— TASK DIRECTIONS —
Show each line of the entries below in which the word "period" appears.
=== Begin Enclosure ===
//! Rebuilding faces from a [`WireEdgeSet`].
//!
//! Edges with a free end are pruned first. Closed loops are then traced by
//! taking, at every vertex, the outgoing edge turning most to the left
//! around the surface normal. Loops running counter-clockwise in the
//! surface parameters bound faces; clockwise loops are holes and go to the
//! smallest face containing them.

use std::f64::consts::PI;

use opbrep_algo::uv::{classify_uv, signed_area, wire_uv_loop, UvPosition};
use opbrep_algo::{AlertKind, Report};
use opbrep_math::{angle_with_ref, precision, Point2, Vec3};
use opbrep_topo::builder::{make_face, make_wire};
use opbrep_topo::tool::{edge_range, edge_tangent, edge_vertices_oriented, vertex_point};
use opbrep_topo::{Orientation, Shape, TopoError};

use crate::shape_set::WireEdgeSet;

/// Turning angles below this are treated as going straight back.
const ANGLE_EPS: f64 = 1e-9;

/// Parameter tolerance when testing holes against outer loops.
const UV_TOL: f64 = 1e-7;

#[derive(Debug, Clone)]
struct Half {
    edge: Shape,
    start: Shape,
    end: Shape,
    out_dir: Vec3,
    in_dir: Vec3,
}

impl Half {
    fn new(edge: &Shape) -> Option<Self> {
        let (start, end) = edge_vertices_oriented(edge)?;
        let (first, last) = edge_range(edge)?;
        let (t0, t1) = if edge.orientation() == Orientation::Reversed {
            (last, first)
        } else {
            (first, last)
        };
        Some(Self {
            edge: edge.clone(),
            start,
            end,
            out_dir: edge_tangent(edge, t0)?,
            in_dir: edge_tangent(edge, t1)?,
        })
    }

    fn is_closed(&self) -> bool {
        self.start.is_same(&self.end)
    }

    fn is_reverse_of(&self, other: &Half) -> bool {
        self.edge.is_same(&other.edge) && self.edge.orientation() != other.edge.orientation()
    }
}

/// Builds the faces bounded by the edges of a [`WireEdgeSet`].
#[derive(Debug)]
pub struct FaceBuilder<'a> {
    wes: &'a WireEdgeSet,
    tol: f64,
}

impl<'a> FaceBuilder<'a> {
    /// Builder over `wes`; new faces get tolerance `tol`.
    pub fn new(wes: &'a WireEdgeSet, tol: f64) -> Self {
        Self { wes, tol }
    }

    fn normal_at(&self, v: &Shape) -> Option<Vec3> {
        let p = vertex_point(v)?;
        let s = self.wes.surface();
        let uv = s.project(&p)?;
        Some(s.normal(uv).into_inner())
    }

    /// Edge loops, in tracing order. Loops that could not be closed are
    /// reported and skipped.
    pub fn loops(&self, report: &Report) -> Vec<Vec<Shape>> {
        let halves: Vec<Half> = self.wes.edges().iter().filter_map(Half::new).collect();
        let alive = prune(&halves);
        let mut used = vec![false; halves.len()];
        let mut loops = Vec::new();

        for s in 0..halves.len() {
            if !alive[s] || used[s] {
                continue;
            }
            used[s] = true;
            let mut lp = vec![s];
            let mut cur = s;
            let closed = loop {
                if lp.len() > halves.len() {
                    break false;
                }
                let Some(next) = self.next_half(&halves, &alive, &used, cur, s) else {
                    break false;
                };
                if next == s {
                    break true;
                }
                used[next] = true;
                lp.push(next);
                cur = next;
            };
            if closed {
                loops.push(lp.iter().map(|i| halves[*i].edge.clone()).collect());
            } else {
                report.add_warning(
                    AlertKind::UnableToBuildFace,
                    "open edge loop while splitting a face",
                    vec![self.wes.face().clone()],
                );
            }
        }
        loops
    }

    fn next_half(&self, halves: &[Half], alive: &[bool], used: &[bool], cur: usize, first: usize) -> Option<usize> {
        let h = &halves[cur];
        let back = -h.in_dir;
        let n = self.normal_at(&h.end).unwrap_or_else(|| h.in_dir.cross(&h.out_dir));
        let flat = |d: &Vec3| d - d.dot(&n) * n;
        let r = flat(&back);
        let mut best: Option<(f64, usize)> = None;
        for (j, c) in halves.iter().enumerate() {
            if !alive[j] || (used[j] && j != first) || !c.start.is_same(&h.end) || c.is_reverse_of(h) {
                continue;
            }
            let mut cw = -angle_with_ref(&r, &flat(&c.out_dir), &n);
            if cw < 0.0 {
                cw += 2.0 * PI;
            }
            if cw < ANGLE_EPS {
                cw = 2.0 * PI;
            }
            if best.map_or(true, |(a, _)| cw < a) {
                best = Some((cw, j));
            }
        }
        best.map(|(_, j)| j)
    }

    /// Faces bounded by the traced loops, Forward on the set surface.
    pub fn build(&self, report: &Report) -> Result<Vec<Shape>, TopoError> {
        let surface = self.wes.surface();
        let period = surface.u_period();
        let mut outers: Vec<(Shape, Vec<Point2>, f64, Vec<Shape>)> = Vec::new();
        let mut holes: Vec<(Shape, Vec<Point2>)> = Vec::new();
        for lp in self.loops(report) {
            let wire = make_wire(&lp)?;
            let uv = wire_uv_loop(surface, &wire);
            let area = signed_area(&uv);
            if area.abs() <= precision::CONFUSION * precision::CONFUSION {
                report.add_warning(AlertKind::DegeneratedSplit, "loop with no area", vec![wire]);
            } else if area > 0.0 {
                outers.push((wire, uv, area, Vec::new()));
            } else {
                holes.push((wire, uv));
            }
        }
        outers.sort_by(|a, b| a.2.total_cmp(&b.2));

        for (hole, huv) in holes {
            let samples = loop_samples(&huv);
            let host = outers.iter_mut().find(|(_, ouv, _, _)| {
                let lps = std::slice::from_ref(ouv);
                let states: Vec<UvPosition> = samples.iter().map(|p| classify_uv(lps, *p, UV_TOL, period)).collect();
                states.contains(&UvPosition::Inside) && !states.contains(&UvPosition::Outside)
            });
            match host {
                Some((_, _, _, hs)) => hs.push(hole),
                None => report.add_warning(AlertKind::UnableToBuildFace, "hole outside every face piece", vec![hole]),
            }
        }

        let mut faces = Vec::with_capacity(outers.len());
        for (outer, _, _, hs) in outers {
            let mut wires = vec![outer];
            wires.extend(hs);
            faces.push(make_face(surface.clone(), &wires, self.tol)?);
        }
        Ok(faces)
    }
}

/// Mark edges that cannot belong to a closed loop.
fn prune(halves: &[Half]) -> Vec<bool> {
    let mut alive = vec![true; halves.len()];
    loop {
        let mut changed = false;
        for i in 0..halves.len() {
            if !alive[i] || halves[i].is_closed() {
                continue;
            }
            let h = &halves[i];
            let linked = |at_start: bool| {
                halves.iter().enumerate().any(|(j, o)| {
                    j != i
                        && alive[j]
                        && !o.is_reverse_of(h)
                        && if at_start { o.end.is_same(&h.start) } else { o.start.is_same(&h.end) }
                })
            };
            if !(linked(true) && linked(false)) {
                alive[i] = false;
                changed = true;
            }
        }
        if !changed {
            return alive;
        }
    }
}

/// Midpoints of the segments of a parameter loop.
fn loop_samples(lp: &[Point2]) -> Vec<Point2> {
    let n = lp.len();
    (0..n)
        .map(|i| Point2::from((lp[i].coords + lp[(i + 1) % n].coords) * 0.5))
        .collect()
}

#[cfg(test)]
mod tests {
    use super::*;
    use opbrep_algo::nb_wires_with_seam;
    use opbrep_geom::{Circle3d, CurveRef, Line3d, Plane, SurfaceRef};
    use opbrep_math::Point3;
    use opbrep_primitives::make_cylinder;
    use opbrep_topo::builder::{make_edge, make_vertex};
    use opbrep_topo::tool::edge_vertices;
    use opbrep_topo::{explore, ShapeType};
    use std::f64::consts::PI;
    use std::sync::Arc;

    fn pt(x: f64, y: f64) -> Shape {
        make_vertex(Point3::new(x, y, 0.0), 1e-7)
    }

    fn seg(a: &Shape, b: &Shape) -> Shape {
        let (pa, pb) = (vertex_point(a).unwrap(), vertex_point(b).unwrap());
        let c: CurveRef = Arc::new(Line3d::from_points(pa, pb));
        make_edge(c, 0.0, 1.0, a, b, 1e-7).unwrap()
    }

    fn square(edges: &[Shape]) -> Shape {
        let s: SurfaceRef = Arc::new(Plane::xy());
        make_face(s, &[make_wire(edges).unwrap()], 1e-7).unwrap()
    }

    fn start_set(face: &Shape) -> WireEdgeSet {
        let mut wes = WireEdgeSet::new(face).unwrap();
        for e in explore(face, ShapeType::Edge) {
            wes.add_start_element(&e);
        }
        wes
    }

    #[test]
    fn test_square_split_by_section_edge() {
        let (p0, p1, p2, p3) = (pt(0.0, 0.0), pt(1.0, 0.0), pt(1.0, 1.0), pt(0.0, 1.0));
        let (m0, m1) = (pt(0.5, 0.0), pt(0.5, 1.0));
        let face = square(&[seg(&p0, &m0), seg(&m0, &p1), seg(&p1, &p2), seg(&p2, &m1), seg(&m1, &p3), seg(&p3, &p0)]);
        let mut wes = start_set(&face);
        wes.add_section_element(&seg(&m0, &m1));
        let report = Report::new();
        let faces = FaceBuilder::new(&wes, 1e-7).build(&report).unwrap();
        assert_eq!(faces.len(), 2);
        for f in &faces {
            assert_eq!(explore(f, ShapeType::Wire).len(), 1);
            assert_eq!(explore(f, ShapeType::Edge).len(), 4);
        }
        assert!(report.alerts().is_empty());
    }

    #[test]
    fn test_dangling_section_edge_is_pruned() {
        let (p0, p1, p2, p3) = (pt(0.0, 0.0), pt(1.0, 0.0), pt(1.0, 1.0), pt(0.0, 1.0));
        let m0 = pt(0.5, 0.0);
        let face = square(&[seg(&p0, &m0), seg(&m0, &p1), seg(&p1, &p2), seg(&p2, &p3), seg(&p3, &p0)]);
        let mut wes = start_set(&face);
        wes.add_section_element(&seg(&m0, &pt(0.5, 0.5)));
        let faces = FaceBuilder::new(&wes, 1e-7).build(&Report::new()).unwrap();
        assert_eq!(faces.len(), 1);
        assert_eq!(explore(&faces[0], ShapeType::Edge).len(), 5);
    }

    #[test]
    fn test_inner_circle_makes_hole_and_disk() {
        let (p0, p1, p2, p3) = (pt(0.0, 0.0), pt(4.0, 0.0), pt(4.0, 4.0), pt(0.0, 4.0));
        let face = square(&[seg(&p0, &p1), seg(&p1, &p2), seg(&p2, &p3), seg(&p3, &p0)]);
        let v = pt(3.0, 2.0);
        let c: CurveRef = Arc::new(Circle3d::new(Point3::new(2.0, 2.0, 0.0), 1.0));
        let circle = make_edge(c, 0.0, 2.0 * PI, &v, &v, 1e-7).unwrap();
        let mut wes = start_set(&face);
        wes.add_section_element(&circle);
        let mut faces = FaceBuilder::new(&wes, 1e-7).build(&Report::new()).unwrap();
        faces.sort_by_key(|f| explore(f, ShapeType::Wire).len());
        assert_eq!(faces.len(), 2);
        assert_eq!(explore(&faces[0], ShapeType::Wire).len(), 1);
        assert_eq!(explore(&faces[1], ShapeType::Wire).len(), 2);
    }

    #[test]
    fn test_cylinder_band_split_keeps_one_seam_per_face() {
        let cyl = make_cylinder(Point3::origin(), 1.0, 2.0).unwrap();
        let lateral = explore(&cyl, ShapeType::Face)[0].clone();
        let edges = explore(&lateral, ShapeType::Edge);
        let (bot, seam, top) = (edges[0].clone(), edges[1].clone(), edges[2].clone());
        let (vb, vt) = edge_vertices(&seam).unwrap();
        let vm = make_vertex(Point3::new(1.0, 0.0, 1.0), 1e-7);
        let (s1, s2) = (seg(&vb, &vm), seg(&vm, &vt));
        let c: CurveRef = Arc::new(Circle3d::new(Point3::new(0.0, 0.0, 1.0), 1.0));
        let ring = make_edge(c, 0.0, 2.0 * PI, &vm, &vm, 1e-7).unwrap();

        let mut wes = WireEdgeSet::new(&lateral).unwrap();
        for e in [bot, s1.clone(), s2.clone(), top, s2.reversed(), s1.reversed()] {
            wes.add_start_element(&e);
        }
        wes.add_section_element(&ring);
        let report = Report::new();
        let faces = FaceBuilder::new(&wes, 1e-7).build(&report).unwrap();
        assert_eq!(faces.len(), 2);
        for f in &faces {
            assert_eq!(nb_wires_with_seam(f), 1);
            assert_eq!(explore(f, ShapeType::Edge).len(), 4);
        }
        assert!(report.alerts().is_empty());
    }
}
=== End Enclosure ===
— RESPONSE TO THE TASK —
        let period = surface.u_period();
                let states: Vec<UvPosition> = samples.iter().map(|p| classify_uv(lps, *p, UV_TOL, period)).collect();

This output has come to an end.